> [WORK TO BE COMPLETED]:
In the records, find every line with the word "answered" and copy it out.

Saved data entries
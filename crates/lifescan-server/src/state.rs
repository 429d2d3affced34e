use lifescan_predict::client::PredictionClient;

use crate::config::ServerConfig;

/// Shared application state, injected into all route handlers via Axum state.
#[derive(Clone)]
pub struct AppState {
    pub client: PredictionClient,
}

impl AppState {
    pub fn new(config: &ServerConfig) -> Self {
        Self {
            client: PredictionClient::new(config.prediction_url.clone(), config.prediction_timeout),
        }
    }
}
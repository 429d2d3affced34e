use std::env;
use std::time::Duration;

use lifescan_predict::client::DEFAULT_TIMEOUT;

const DEFAULT_BIND_ADDR: &str = "0.0.0.0:8080";
const DEFAULT_PREDICTION_URL: &str = "http://127.0.0.1:5000";

/// Server settings, read once from the environment at startup.
#[derive(Debug, Clone, PartialEq)]
pub struct ServerConfig {
    /// `LIFESCAN_BIND_ADDR`
    pub bind_addr: String,
    /// `LIFESCAN_PREDICTION_URL`
    pub prediction_url: String,
    /// `LIFESCAN_PREDICTION_TIMEOUT_SECS`
    pub prediction_timeout: Duration,
}

impl Default for ServerConfig {
    fn default() -> Self {
        Self {
            bind_addr: DEFAULT_BIND_ADDR.to_string(),
            prediction_url: DEFAULT_PREDICTION_URL.to_string(),
            prediction_timeout: DEFAULT_TIMEOUT,
        }
    }
}

impl ServerConfig {
    pub fn from_env() -> eyre::Result<Self> {
        Self::from_lookup(|key| env::var(key).ok())
    }

    /// Build from any key lookup; unset keys take their defaults.
    pub fn from_lookup(lookup: impl Fn(&str) -> Option<String>) -> eyre::Result<Self> {
        let defaults = Self::default();

        let prediction_timeout = match lookup("LIFESCAN_PREDICTION_TIMEOUT_SECS") {
            Some(raw) => {
                let secs: u64 = raw.trim().parse().map_err(|e| {
                    eyre::eyre!("invalid LIFESCAN_PREDICTION_TIMEOUT_SECS '{raw}': {e}")
                })?;
                if secs == 0 {
                    eyre::bail!("LIFESCAN_PREDICTION_TIMEOUT_SECS must be at least 1");
                }
                Duration::from_secs(secs)
            }
            None => defaults.prediction_timeout,
        };

        Ok(Self {
            bind_addr: lookup("LIFESCAN_BIND_ADDR").unwrap_or(defaults.bind_addr),
            prediction_url: lookup("LIFESCAN_PREDICTION_URL").unwrap_or(defaults.prediction_url),
            prediction_timeout,
        })
    }
}
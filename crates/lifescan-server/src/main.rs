use tracing_subscriber::EnvFilter;

use lifescan_server::config::ServerConfig;
use lifescan_server::state::AppState;

#[tokio::main]
async fn main() -> eyre::Result<()> {
    // Structured JSON logging
    tracing_subscriber::fmt()
        .with_env_filter(
            EnvFilter::try_from_default_env().unwrap_or_else(|_| EnvFilter::new("info")),
        )
        .json()
        .init();

    let config = ServerConfig::from_env()?;
    lifescan_questionnaire::verify_all()?;

    let app = lifescan_server::router(AppState::new(&config));
    let listener = tokio::net::TcpListener::bind(&config.bind_addr).await?;
    tracing::info!(
        addr = %config.bind_addr,
        prediction_url = %config.prediction_url,
        timeout_secs = config.prediction_timeout.as_secs(),
        "lifescan server listening"
    );

    axum::serve(listener, app).await?;
    Ok(())
}
use lifescan_core::models::answers::AnswerSet;
use lifescan_core::models::risk::RiskResult;
use lifescan_core::models::variant::ModelVariant;
use lifescan_questionnaire::error::SubmitError;
use lifescan_questionnaire::validation::check_submission;
use lifescan_risk::merge::merge;
use serde::{Deserialize, Serialize};
use tracing::{info, warn};
use ts_rs::TS;

use crate::client::PredictionService;

pub const DEMO_NOTICE: &str =
    "Showing a demonstration analysis: the prediction service is not available.";

#[derive(Debug, Clone, PartialEq, Serialize, Deserialize, TS)]
#[ts(export)]
pub struct Assessment {
    pub result: RiskResult,
    /// Set when the result comes from local fallback scoring.
    pub notice: Option<String>,
}

/// Gate, predict, and merge. Range and completeness problems are returned as
/// errors; service failures degrade to the local fallback result.
pub fn assess(
    service: &dyn PredictionService,
    variant: ModelVariant,
    answers: &AnswerSet,
) -> Result<Assessment, SubmitError> {
    check_submission(variant, answers)?;

    let fallback = lifescan_risk::score(variant, answers);
    match service.predict(variant, answers) {
        Ok(response) => {
            info!(%variant, probability = response.probability, "prediction service answered");
            Ok(Assessment {
                result: merge(Some(&response), fallback),
                notice: None,
            })
        }
        Err(e) => {
            warn!(%variant, error = %e, "prediction service unavailable, using fallback scoring");
            Ok(Assessment {
                result: fallback,
                notice: Some(DEMO_NOTICE.to_string()),
            })
        }
    }
}
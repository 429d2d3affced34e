use lifescan_core::models::variant::ModelVariant;
use lifescan_questionnaire::error::QuestionnaireError;
use lifescan_questionnaire::session::{LockTransition, QuestionnaireSession};

#[test]
fn first_question_starts_open() {
    let session = QuestionnaireSession::new(ModelVariant::Heart);
    assert!(session.is_open("Age"));
    assert!(!session.is_open("Sex"));
}

#[test]
fn out_of_range_bmi_locks_then_unlocks() {
    let mut session = QuestionnaireSession::new(ModelVariant::Stroke);

    let update = session.answer("bmi", "55").unwrap();
    assert!(!update.outcome.in_range);
    assert_eq!(update.transition, LockTransition::Locked);
    assert!(session.is_locked("bmi"));
    assert!(session.is_open("bmi"), "locking forces the question open");

    let update = session.answer("bmi", "24.5").unwrap();
    assert!(update.outcome.in_range);
    assert_eq!(update.transition, LockTransition::Unlocked);
    assert!(!session.is_locked("bmi"));
}

#[test]
fn repeated_out_of_range_edit_keeps_lock_without_new_transition() {
    let mut session = QuestionnaireSession::new(ModelVariant::Stroke);
    session.answer("age", "0").unwrap();
    let update = session.answer("age", "0").unwrap();
    assert_eq!(update.transition, LockTransition::Unchanged);
    assert!(update.locked);
    assert!(session.is_locked("age"));
}

#[test]
fn locked_question_cannot_be_collapsed() {
    let mut session = QuestionnaireSession::new(ModelVariant::Stroke);
    session.answer("avg_glucose_level", "400").unwrap();

    assert!(session.toggle("avg_glucose_level").unwrap());
    assert!(session.is_open("avg_glucose_level"));

    session.answer("avg_glucose_level", "120").unwrap();
    assert!(!session.toggle("avg_glucose_level").unwrap());
    assert!(!session.is_open("avg_glucose_level"));
}

#[test]
fn locks_are_independent_per_question() {
    let mut session = QuestionnaireSession::new(ModelVariant::Heart);
    session.answer("RestingBP", "250").unwrap();
    session.answer("MaxHR", "150").unwrap();

    assert!(session.is_locked("RestingBP"));
    assert!(!session.is_locked("MaxHR"));
    assert!(session.toggle("MaxHR").unwrap());
    assert!(!session.toggle("MaxHR").unwrap());
    assert_eq!(session.locked_questions().collect::<Vec<_>>(), ["RestingBP"]);
}

#[test]
fn clearing_a_field_releases_its_lock() {
    let mut session = QuestionnaireSession::new(ModelVariant::Stroke);
    session.answer("bmi", "5").unwrap();
    let update = session.answer("bmi", "").unwrap();
    assert_eq!(update.transition, LockTransition::Unlocked);
}

#[test]
fn switching_variant_clears_everything() {
    let mut session = QuestionnaireSession::new(ModelVariant::Stroke);
    session.answer("bmi", "55").unwrap();
    session.answer("gender", "Male").unwrap();

    session.switch_variant(ModelVariant::Heart);
    assert!(session.answers().is_empty());
    assert_eq!(session.locked_questions().count(), 0);
    assert!(session.is_open("Age"));
    assert_eq!(session.variant(), ModelVariant::Heart);
}

#[test]
fn unknown_questions_are_rejected() {
    let mut session = QuestionnaireSession::new(ModelVariant::Heart);
    let err = session.answer("bmi", "22").unwrap_err();
    assert!(matches!(err, QuestionnaireError::UnknownQuestion { .. }));
    assert!(session.toggle("bmi").is_err());
}

#[test]
fn progress_counts_non_empty_answers() {
    let mut session = QuestionnaireSession::new(ModelVariant::Stroke);
    session.answer("gender", "Male").unwrap();
    session.answer("age", "").unwrap();
    let progress = session.progress();
    assert_eq!(progress.answered, 1);
    assert_eq!(progress.total, 10);
}

#[test]
fn submission_rederives_range_errors_from_answers() {
    let mut session = QuestionnaireSession::new(ModelVariant::Stroke);
    session.answer("bmi", "55").unwrap();
    assert!(session.check_submission().is_err());
}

> [TASK OUTPUT]:
            info!(%variant, probability = response.probability, "prediction service answered");
    assert_eq!(progress.answered, 1);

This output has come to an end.